This is the reproduction package of our paper. The reproduction package contains over 30,000 files with over 1,3Gb of information. In addition to the raw and processed information, we provide the scripts used to retrieve, clean and analyze the data.
We use GrimoireLab Perceval for the retrieval and gambit for disambiguation.
A. Raw data sources (as retrieved with Perceval)
Gzipped JSON files obtained by running Perceval on repositories from the four ecosystems under study.
Per repository, we have three JSON files: one for commits, another for pull requests and a third one for issues.
- CoAP
- LwM2M
- NB-IoT
- Zigbee
B. Raw data sources (as retrieved from the GitHub API)
Repository meta-information obtained by mining for repositories from the four ecosystems under study.
Per repository, a JSON file is given, with metainformation such as owner, license, among others.
- CoAP
- LwM2M
- NB-IoT
- Zigbee
C. Python scripts
Python scripts used for the analysis of the ecosystems.
- CoAP
- LwM2M
- NB-IoT
- Zigbee
In particular the scripts do the following:
- analyze-authors-jsons.py: Prints information on the ecosystems and returns several CSV files for further analysis.
- analyze-jsons.py: Returns a CSV with information on commits, issues and pull-requests for the repositories.
- analyze-projects-csv.py:
- get_*_projects.py: where * is the name of the ecosystem (coap, lwm2m, nb-iot, zigbee). Calls the GitHub API to obtain meta-data on repositories from the ecosystem (and store them in the repos-info subdirectory, see above)

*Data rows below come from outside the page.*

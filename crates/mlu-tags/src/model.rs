use std::collections::BTreeMap;

use serde::{Deserialize, Serialize};

use crate::format::AudioFormat;

/// Campos fijos del registro canónico.
#[derive(Debug, Clone, Copy, PartialEq, Eq, Hash, PartialOrd, Ord)]
pub enum TagField {
    Title,
    Artist,
    Album,
    AlbumArtist,
    Composer,
    Date,
    Genre,
    TrackNumber,
    TotalTracks,
    DiscNumber,
    TotalDiscs,
    Bpm,
    Key,
    Lyrics,
    Comment,
    DateAdded,
    DateAllPlays,
    DateLastPlayed,
    PlayCount,
    Votes,
    Rating,
}

impl TagField {
    pub const ALL: [TagField; 21] = [
        TagField::Title,
        TagField::Artist,
        TagField::Album,
        TagField::AlbumArtist,
        TagField::Composer,
        TagField::Date,
        TagField::Genre,
        TagField::TrackNumber,
        TagField::TotalTracks,
        TagField::DiscNumber,
        TagField::TotalDiscs,
        TagField::Bpm,
        TagField::Key,
        TagField::Lyrics,
        TagField::Comment,
        TagField::DateAdded,
        TagField::DateAllPlays,
        TagField::DateLastPlayed,
        TagField::PlayCount,
        TagField::Votes,
        TagField::Rating,
    ];

    /// Campos que el reproductor actualiza y que `write_tags` persiste.
    pub const DYNAMIC: [TagField; 5] = [
        TagField::DateAllPlays,
        TagField::DateLastPlayed,
        TagField::PlayCount,
        TagField::Votes,
        TagField::Rating,
    ];

    pub fn name(&self) -> &'static str {
        match self {
            TagField::Title => "title",
            TagField::Artist => "artist",
            TagField::Album => "album",
            TagField::AlbumArtist => "albumArtist",
            TagField::Composer => "composer",
            TagField::Date => "date",
            TagField::Genre => "genre",
            TagField::TrackNumber => "trackNumber",
            TagField::TotalTracks => "totalTracks",
            TagField::DiscNumber => "discNumber",
            TagField::TotalDiscs => "totalDiscs",
            TagField::Bpm => "bpm",
            TagField::Key => "key",
            TagField::Lyrics => "lyrics",
            TagField::Comment => "comment",
            TagField::DateAdded => "dateAdded",
            TagField::DateAllPlays => "dateAllPlays",
            TagField::DateLastPlayed => "dateLastPlayed",
            TagField::PlayCount => "playCount",
            TagField::Votes => "votes",
            TagField::Rating => "rating",
        }
    }

    pub fn is_dynamic(&self) -> bool {
        Self::DYNAMIC.contains(self)
    }
}

impl std::fmt::Display for TagField {
    fn fmt(&self, f: &mut std::fmt::Formatter<'_>) -> std::fmt::Result {
        f.write_str(self.name())
    }
}

/// Registro de tags independiente del formato.
///
/// Todo campo ausente en el archivo vale `""`. Las claves nativas sin campo
/// fijo terminan en `other_tags`, en minúsculas.
#[derive(Debug, Clone, Default, PartialEq, Eq, Serialize, Deserialize)]
#[serde(rename_all = "camelCase", default)]
pub struct CanonicalTags {
    pub title: String,
    pub artist: String,
    pub album: String,
    pub album_artist: String,
    pub composer: String,
    pub date: String,
    pub genre: String,
    pub track_number: String,
    pub total_tracks: String,
    pub disc_number: String,
    pub total_discs: String,
    pub bpm: String,
    pub key: String,
    pub lyrics: String,
    pub comment: String,
    pub date_added: String,
    pub date_all_plays: String,
    pub date_last_played: String,
    pub play_count: String,
    pub votes: String,
    pub rating: String,
    pub other_tags: BTreeMap<String, String>,
}

impl CanonicalTags {
    pub fn get(&self, field: TagField) -> &str {
        match field {
            TagField::Title => &self.title,
            TagField::Artist => &self.artist,
            TagField::Album => &self.album,
            TagField::AlbumArtist => &self.album_artist,
            TagField::Composer => &self.composer,
            TagField::Date => &self.date,
            TagField::Genre => &self.genre,
            TagField::TrackNumber => &self.track_number,
            TagField::TotalTracks => &self.total_tracks,
            TagField::DiscNumber => &self.disc_number,
            TagField::TotalDiscs => &self.total_discs,
            TagField::Bpm => &self.bpm,
            TagField::Key => &self.key,
            TagField::Lyrics => &self.lyrics,
            TagField::Comment => &self.comment,
            TagField::DateAdded => &self.date_added,
            TagField::DateAllPlays => &self.date_all_plays,
            TagField::DateLastPlayed => &self.date_last_played,
            TagField::PlayCount => &self.play_count,
            TagField::Votes => &self.votes,
            TagField::Rating => &self.rating,
        }
    }

    fn slot(&mut self, field: TagField) -> &mut String {
        match field {
            TagField::Title => &mut self.title,
            TagField::Artist => &mut self.artist,
            TagField::Album => &mut self.album,
            TagField::AlbumArtist => &mut self.album_artist,
            TagField::Composer => &mut self.composer,
            TagField::Date => &mut self.date,
            TagField::Genre => &mut self.genre,
            TagField::TrackNumber => &mut self.track_number,
            TagField::TotalTracks => &mut self.total_tracks,
            TagField::DiscNumber => &mut self.disc_number,
            TagField::TotalDiscs => &mut self.total_discs,
            TagField::Bpm => &mut self.bpm,
            TagField::Key => &mut self.key,
            TagField::Lyrics => &mut self.lyrics,
            TagField::Comment => &mut self.comment,
            TagField::DateAdded => &mut self.date_added,
            TagField::DateAllPlays => &mut self.date_all_plays,
            TagField::DateLastPlayed => &mut self.date_last_played,
            TagField::PlayCount => &mut self.play_count,
            TagField::Votes => &mut self.votes,
            TagField::Rating => &mut self.rating,
        }
    }

    pub fn set(&mut self, field: TagField, value: impl Into<String>) {
        *self.slot(field) = value.into();
    }

    /// Pares `(campo, valor)` de los cinco campos dinámicos.
    pub fn dynamic_fields(&self) -> impl Iterator<Item = (TagField, &str)> + '_ {
        TagField::DYNAMIC.iter().map(move |f| (*f, self.get(*f)))
    }
}

#[derive(Debug, Clone, Default, PartialEq, Eq, Serialize, Deserialize)]
#[serde(rename_all = "camelCase", default)]
pub struct ReplayGain {
    pub album_gain: String,
    pub album_peak: String,
    pub track_gain: String,
    pub track_peak: String,
}

/// Modo de bitrate detectado en el flujo. `Unknown` se serializa como `""`.
#[derive(Debug, Clone, Copy, Default, PartialEq, Eq, Serialize, Deserialize)]
pub enum BitRateMode {
    #[serde(rename = "CBR")]
    Cbr,
    #[serde(rename = "VBR")]
    Vbr,
    #[serde(rename = "ABR")]
    Abr,
    #[default]
    #[serde(rename = "")]
    Unknown,
}

impl BitRateMode {
    pub fn as_str(&self) -> &'static str {
        match self {
            BitRateMode::Cbr => "CBR",
            BitRateMode::Vbr => "VBR",
            BitRateMode::Abr => "ABR",
            BitRateMode::Unknown => "",
        }
    }
}

impl std::fmt::Display for BitRateMode {
    fn fmt(&self, f: &mut std::fmt::Formatter<'_>) -> std::fmt::Result {
        f.write_str(self.as_str())
    }
}

/// Propiedades técnicas del archivo y del flujo de audio.
#[derive(Debug, Clone, PartialEq, Serialize, Deserialize)]
#[serde(rename_all = "camelCase")]
pub struct CanonicalProperties {
    pub file_size: u64,
    pub file_date_modified: String,
    /// Segundos.
    pub duration: f64,
    pub format: AudioFormat,
    /// kbps.
    pub bit_rate: u32,
    pub bit_depth: Option<u8>,
    pub num_channels: u8,
    pub sample_rate: u32,
    pub encoder: String,
    pub bit_rate_mode: BitRateMode,
    pub codec: String,
    pub replay_gain: ReplayGain,
}
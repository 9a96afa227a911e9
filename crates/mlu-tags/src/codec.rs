//! Convenciones de valores compartidas por todos los traductores.
//!
//! Un valor nativo puede estar ausente, tener un solo elemento o varios. En el
//! registro canónico siempre es un único `String`: los valores múltiples se
//! unen con `;` y la ausencia se representa con `""`.

use std::str::FromStr;

/// Separador de valores múltiples en el registro canónico.
pub const VALUE_SEPARATOR: char = ';';

/// Separador de los pares "número/total" en texto (`TRCK`, `TPOS`).
pub const PAIR_SEPARATOR: char = '/';

/// Une una secuencia de valores con `;`. Una secuencia vacía produce `""`.
pub fn join_values<I, S>(values: I) -> String
where
    I: IntoIterator<Item = S>,
    S: AsRef<str>,
{
    let mut out = String::new();
    for (i, value) in values.into_iter().enumerate() {
        if i > 0 {
            out.push(VALUE_SEPARATOR);
        }
        out.push_str(value.as_ref());
    }
    out
}

/// Regla de decodificación nativo → canónico.
pub fn decode_values<S: AsRef<str>>(values: Option<&[S]>) -> String {
    match values {
        None => String::new(),
        Some([single]) => single.as_ref().to_string(),
        Some(many) => join_values(many),
    }
}

/// Separa un valor canónico en sus elementos, convirtiendo cada uno a `T`.
///
/// `split_values::<String>` nunca falla; con `i64` o `f64` devuelve el primer
/// error de conversión.
pub fn split_values<T: FromStr>(value: &str) -> Result<Vec<T>, T::Err> {
    if value.is_empty() {
        return Ok(Vec::new());
    }
    value.split(VALUE_SEPARATOR).map(str::parse).collect()
}

/// `(3, 12)` → `("3", "12")`. Un cero se representa como `""`.
pub fn format_number_pair(number: u32, total: u32) -> (String, String) {
    let render = |n: u32| if n == 0 { String::new() } else { n.to_string() };
    (render(number), render(total))
}

/// `"3/12"` → `("3", "12")`; `"3"` → `("3", "")`.
pub fn split_slash_pair(value: &str) -> (String, String) {
    match value.split_once(PAIR_SEPARATOR) {
        Some((number, total)) => {
            let total = total.split(PAIR_SEPARATOR).next().unwrap_or_default();
            (number.to_string(), total.to_string())
        }
        None => (value.to_string(), String::new()),
    }
}

#[cfg(test)]
mod tests {
    use super::*;

    #[test]
    fn decode_joins_multiple_values_in_order() {
        let values = vec!["a".to_string(), "b".to_string(), "c".to_string()];
        assert_eq!(decode_values(Some(values.as_slice())), "a;b;c");
    }

    #[test]
    fn decode_absent_or_empty_is_empty_string() {
        assert_eq!(decode_values::<String>(None), "");
        assert_eq!(decode_values::<String>(Some(&[][..])), "");
    }

    #[test]
    fn decode_single_value_adds_no_separator() {
        assert_eq!(decode_values(Some(&["Only"][..])), "Only");
        assert_eq!(decode_values(Some(&[""][..])), "");
    }

    #[test]
    fn join_of_nothing_is_empty() {
        assert_eq!(join_values(Vec::<String>::new()), "");
        assert_eq!(join_values(["1", "2"]), "1;2");
    }

    #[test]
    fn split_values_as_strings() {
        assert_eq!(split_values::<String>("a;b").unwrap(), vec!["a", "b"]);
        assert!(split_values::<String>("").unwrap().is_empty());
    }

    #[test]
    fn split_values_coerces_numbers() {
        assert_eq!(split_values::<i64>("1;20;300").unwrap(), vec![1, 20, 300]);
        assert_eq!(split_values::<f64>("1.5;2").unwrap(), vec![1.5, 2.0]);
        assert!(split_values::<i64>("1;x").is_err());
    }

    #[test]
    fn number_pair_renders_zero_as_empty() {
        assert_eq!(format_number_pair(3, 12), ("3".into(), "12".into()));
        assert_eq!(format_number_pair(3, 0), ("3".into(), String::new()));
        assert_eq!(format_number_pair(0, 0), (String::new(), String::new()));
    }

    #[test]
    fn slash_pair_without_total() {
        assert_eq!(split_slash_pair("3/12"), ("3".into(), "12".into()));
        assert_eq!(split_slash_pair("7"), ("7".into(), String::new()));
        assert_eq!(split_slash_pair(""), (String::new(), String::new()));
        assert_eq!(split_slash_pair("1/2/3"), ("1".into(), "2".into()));
    }
}
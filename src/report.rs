//! User-facing output
//!
//! Results go to stdout, notices to stderr.

use i2c_access_core::TransactionSpec;

/// Printed when neither a write nor a read was requested
pub const EMPTY_NOTICE: &str =
    "no read requested, and no bytes to write - so no i2c transaction performed";

/// Printed instead of executing in dry-run mode
pub const DRY_RUN_NOTICE: &str = "Dry-run - no i2c transactions performed";

/// Format bytes as space-separated `0xNN` values
pub fn format_bytes(bytes: &[u8]) -> String {
    bytes
        .iter()
        .map(|b| format!("0x{:02X}", b))
        .collect::<Vec<_>>()
        .join(" ")
}

/// Lines describing the planned transaction
pub fn plan_lines(spec: &TransactionSpec) -> Vec<String> {
    let mut lines = Vec::new();

    if !spec.write_payload().is_empty() {
        lines.push(format!(
            "Performing i2c write to address {} on bus {}",
            spec.address(),
            spec.device_path()
        ));
        lines.push(format_bytes(spec.write_payload()));
    }

    if let Some(len) = spec.read_length() {
        lines.push(format!(
            "Performing i2c read of {} bytes from address {} on bus {}",
            len,
            spec.address(),
            spec.device_path()
        ));
    }

    lines
}

/// Echo the planned transaction (verbose mode)
pub fn print_plan(spec: &TransactionSpec) {
    for line in plan_lines(spec) {
        println!("{}", line);
    }
}

/// Print the bytes returned by the read, if there are any
pub fn print_read(bytes: &[u8]) {
    if !bytes.is_empty() {
        println!("{}", format_bytes(bytes));
    }
}

#[cfg(test)]
mod tests {
    use super::*;

    #[test]
    fn test_format_bytes() {
        assert_eq!(format_bytes(&[0x01, 0xA3]), "0x01 0xA3");
        assert_eq!(format_bytes(&[0x00]), "0x00");
        assert_eq!(format_bytes(&[]), "");
    }

    #[test]
    fn test_plan_lines_write_and_read() {
        let spec = TransactionSpec::parse("/dev/i2c-0", "0x68", &["3"], Some("1"), true).unwrap();
        assert_eq!(
            plan_lines(&spec),
            [
                "Performing i2c write to address 0x68 on bus /dev/i2c-0",
                "0x03",
                "Performing i2c read of 1 bytes from address 0x68 on bus /dev/i2c-0",
            ]
        );
    }

    #[test]
    fn test_plan_lines_read_only() {
        let spec =
            TransactionSpec::parse("/dev/i2c-1", "0x29", &[] as &[&str], Some("0"), false).unwrap();
        assert_eq!(
            plan_lines(&spec),
            ["Performing i2c read of 0 bytes from address 0x29 on bus /dev/i2c-1"]
        );
    }

    #[test]
    fn test_plan_lines_empty() {
        let spec =
            TransactionSpec::parse("/dev/i2c-1", "0x29", &[] as &[&str], None, false).unwrap();
        assert!(plan_lines(&spec).is_empty());
    }
}
//! CLI argument parsing

use clap::Parser;

const EXAMPLES: &str = "\
Examples:
  i2c-access /dev/i2c-0 0x2b 1 184 255     # i2c write of 1 184 255 to 0x2b on /dev/i2c-0
  i2c-access /dev/i2c-0 0x68 3 -r 1 -f     # i2c write of 3 to 0x68, followed by 1 byte read, forced
  i2c-access /dev/i2c-0 0x29 -r 2          # i2c read of 2 bytes from 0x29";

#[derive(Parser, Debug)]
#[command(name = "i2c-access")]
#[command(
    author,
    version,
    about = "Performs simple reads and writes to 7bit i2c addresses",
    long_about = None,
    after_help = EXAMPLES
)]
pub struct Cli {
    /// Verbosity level (-v prints what is happening, -vv, -vvv for debug logs)
    #[arg(short, long, action = clap::ArgAction::Count)]
    pub verbose: u8,

    /// Validate and show the transaction, but don't execute it
    #[arg(long)]
    pub dry_run: bool,

    /// Perform an i2c read of this many bytes (0-255) after any write
    #[arg(short, long, value_name = "BYTES", allow_negative_numbers = true)]
    pub read: Option<String>,

    /// Access i2c devices controlled by a kernel driver
    #[arg(short, long)]
    pub force: bool,

    /// I2C bus device node (e.g. /dev/i2c-0)
    #[arg(value_name = "I2C_DEV")]
    pub device: Option<String>,

    /// 7-bit target address (0x04-0x77)
    #[arg(value_name = "ADDR", allow_negative_numbers = true)]
    pub address: Option<String>,

    /// Bytes to write, in order (decimal, 0x hex or 0 octal)
    #[arg(value_name = "BYTE", allow_negative_numbers = true)]
    pub data: Vec<String>,
}

#[cfg(test)]
mod tests {
    use super::*;

    #[test]
    fn test_write_only() {
        let cli = Cli::try_parse_from(["i2c-access", "/dev/i2c-0", "0x2b", "1", "184", "255"])
            .unwrap();
        assert_eq!(cli.device.as_deref(), Some("/dev/i2c-0"));
        assert_eq!(cli.address.as_deref(), Some("0x2b"));
        assert_eq!(cli.data, ["1", "184", "255"]);
        assert_eq!(cli.read, None);
        assert!(!cli.force);
        assert!(!cli.dry_run);
        assert_eq!(cli.verbose, 0);
    }

    #[test]
    fn test_options_after_data() {
        let cli =
            Cli::try_parse_from(["i2c-access", "/dev/i2c-0", "0x68", "3", "-r", "1", "-f"]).unwrap();
        assert_eq!(cli.data, ["3"]);
        assert_eq!(cli.read.as_deref(), Some("1"));
        assert!(cli.force);
    }

    #[test]
    fn test_long_options() {
        let cli = Cli::try_parse_from([
            "i2c-access",
            "--read",
            "2",
            "--dry-run",
            "--force",
            "-vv",
            "/dev/i2c-0",
            "0x29",
        ])
        .unwrap();
        assert!(cli.data.is_empty());
        assert_eq!(cli.read.as_deref(), Some("2"));
        assert!(cli.dry_run);
        assert!(cli.force);
        assert_eq!(cli.verbose, 2);
    }

    #[test]
    fn test_negative_values_reach_validation() {
        let cli = Cli::try_parse_from(["i2c-access", "/dev/i2c-0", "0x50", "-1", "-r", "-2"])
            .unwrap();
        assert_eq!(cli.data, ["-1"]);
        assert_eq!(cli.read.as_deref(), Some("-2"));
    }

    #[test]
    fn test_missing_positionals_parse() {
        let cli = Cli::try_parse_from(["i2c-access"]).unwrap();
        assert!(cli.device.is_none());
        assert!(cli.address.is_none());
    }

    #[test]
    fn test_version_flag() {
        let err = Cli::try_parse_from(["i2c-access", "--version"]).unwrap_err();
        assert_eq!(err.kind(), clap::error::ErrorKind::DisplayVersion);
    }

    #[test]
    fn test_command_definition() {
        use clap::CommandFactory;
        Cli::command().debug_assert();
    }
}
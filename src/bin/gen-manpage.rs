//! Man page generator for i2c-access
//!
//! Usage: cargo run --bin gen-manpage -- [output-dir]

use clap::CommandFactory;
use std::fs;
use std::path::PathBuf;

#[path = "../cli.rs"]
mod cli;

fn main() -> std::io::Result<()> {
    // Default to ./man directory
    let output_dir = std::env::args()
        .nth(1)
        .map(PathBuf::from)
        .unwrap_or_else(|| PathBuf::from("man"));

    fs::create_dir_all(&output_dir)?;

    let cmd = cli::Cli::command();
    let man = clap_mangen::Man::new(cmd);
    let mut buffer = Vec::new();
    man.render(&mut buffer)?;

    let output_path = output_dir.join("i2c-access.1");
    fs::write(&output_path, buffer)?;

    println!("Man page generated at: {}", output_path.display());
    println!("\nTo view the man page:");
    println!("  man -l {}", output_path.display());

    Ok(())
}
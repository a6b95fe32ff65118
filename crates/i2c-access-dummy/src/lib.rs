//! i2c-access-dummy - In-memory I2C bus emulator for testing
//!
//! This crate provides a dummy I2C bus populated with register-based target
//! devices. It's useful for testing and development without real hardware.
//!
//! Each device has 256 registers and a register pointer. The first byte of
//! a write sets the pointer, following bytes are stored with
//! auto-increment. A read returns registers starting at the pointer, also
//! auto-incrementing.

use std::collections::BTreeMap;

use i2c_access_core::{Address, ClaimMode, Direction, I2cBus, ProtocolMessage};
use thiserror::Error;

/// Errors reported by the dummy bus
#[derive(Debug, Clone, PartialEq, Eq, Error)]
pub enum DummyError {
    /// Address is bound to a driver and the claim was not forced
    #[error("Device or resource busy (address 0x{0:02x} bound to a driver)")]
    Busy(u8),
    /// Transfer attempted before any address was claimed
    #[error("No target address claimed")]
    NotClaimed,
    /// No device acknowledged the address
    #[error("No acknowledge from address 0x{0:02x}")]
    Nack(u8),
    /// The bus node could not be opened
    #[error("No such device: {0}")]
    NoSuchBus(String),
}

/// An emulated register-based target device
#[derive(Debug, Clone)]
pub struct DummyDevice {
    registers: [u8; 256],
    pointer: u8,
    driver_bound: bool,
}

impl Default for DummyDevice {
    fn default() -> Self {
        Self {
            registers: [0; 256],
            pointer: 0,
            driver_bound: false,
        }
    }
}

impl DummyDevice {
    /// Create a device with all registers zeroed
    pub fn new() -> Self {
        Self::default()
    }

    /// Preload registers starting at `start`
    pub fn with_registers(mut self, start: u8, values: &[u8]) -> Self {
        let mut reg = start;
        for &value in values {
            self.registers[reg as usize] = value;
            reg = reg.wrapping_add(1);
        }
        self
    }

    /// Mark the device as owned by a kernel driver
    pub fn bound_to_driver(mut self) -> Self {
        self.driver_bound = true;
        self
    }

    /// Current value of a register
    pub fn register(&self, reg: u8) -> u8 {
        self.registers[reg as usize]
    }

    /// Current register pointer
    pub fn pointer(&self) -> u8 {
        self.pointer
    }

    fn write(&mut self, data: &[u8]) {
        let Some((&pointer, values)) = data.split_first() else {
            return;
        };
        self.pointer = pointer;
        for &value in values {
            self.registers[self.pointer as usize] = value;
            self.pointer = self.pointer.wrapping_add(1);
        }
    }

    fn read(&mut self, buf: &mut [u8]) {
        for byte in buf.iter_mut() {
            *byte = self.registers[self.pointer as usize];
            self.pointer = self.pointer.wrapping_add(1);
        }
    }
}

/// Dummy I2C bus
///
/// Emulates a bus with devices at fixed addresses for testing purposes.
#[derive(Debug, Clone, Default)]
pub struct DummyBus {
    devices: BTreeMap<u8, DummyDevice>,
    claimed: Option<Address>,
    claims: usize,
    transfers: usize,
}

impl DummyBus {
    /// Create an empty bus
    pub fn new() -> Self {
        Self::default()
    }

    /// Attach a device at `address`
    pub fn with_device(mut self, address: u8, device: DummyDevice) -> Self {
        self.devices.insert(address, device);
        self
    }

    /// Device attached at `address`, if any
    pub fn device(&self, address: u8) -> Option<&DummyDevice> {
        self.devices.get(&address)
    }

    /// Currently claimed address
    pub fn claimed(&self) -> Option<Address> {
        self.claimed
    }

    /// Number of successful claims
    pub fn claims(&self) -> usize {
        self.claims
    }

    /// Number of combined transactions submitted
    pub fn transfers(&self) -> usize {
        self.transfers
    }
}

impl I2cBus for DummyBus {
    type Error = DummyError;

    fn claim(&mut self, address: Address, mode: ClaimMode) -> Result<(), DummyError> {
        let bound = self
            .devices
            .get(&address.value())
            .is_some_and(|d| d.driver_bound);
        if bound && mode == ClaimMode::Normal {
            return Err(DummyError::Busy(address.value()));
        }

        log::debug!("dummy_i2c: Claimed {} ({})", address, mode);
        self.claimed = Some(address);
        self.claims += 1;
        Ok(())
    }

    fn transfer(&mut self, messages: &mut [ProtocolMessage]) -> Result<(), DummyError> {
        if self.claimed.is_none() {
            return Err(DummyError::NotClaimed);
        }
        self.transfers += 1;

        // All targets must acknowledge before anything is applied
        for msg in messages.iter() {
            let addr = msg.address().value();
            if !self.devices.contains_key(&addr) {
                return Err(DummyError::Nack(addr));
            }
        }

        for msg in messages.iter_mut() {
            let addr = msg.address().value();
            let Some(device) = self.devices.get_mut(&addr) else {
                return Err(DummyError::Nack(addr));
            };
            match msg.direction() {
                Direction::Write => {
                    log::trace!("dummy_i2c: Write {:02X?} to 0x{:02x}", msg.buffer(), addr);
                    device.write(msg.buffer());
                }
                Direction::Read => {
                    device.read(msg.buffer_mut());
                    log::trace!("dummy_i2c: Read {:02X?} from 0x{:02x}", msg.buffer(), addr);
                }
            }
        }

        Ok(())
    }
}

- get_github_repo_information.py: Extracts information from the JSONs retrieved from the GitHub API. Requires GitHub API Token
- get_licenses.py: Extracs license information from the GitHub API retrieved JSONs
- github-open-iterate.py: Calls github-open-with-error-log.py iteratively.
- github-open-with-error-log.py: Calls Perceval to retrieve JSONs with commit, issue and pull request data from repositories. Requires GitHub tokens and Perceval.
- git-retrieve-log.py: Calls perceval to retrieve commit log information from repositories.
D. Companies information
Company information and scripts
E. Other files
Other files used for the analysis of the ecosystems.
- CoAP
- LwM2M
- NB-IoT
- Zigbee
In particular the files do the following:
- run.sh: Obtains the list of repositories related to the standard
- github-repos-*-date-number.json: Result of run.sh. Repositories related to the * ecosystem (coap, lwm2m, nb-iot, zibgee)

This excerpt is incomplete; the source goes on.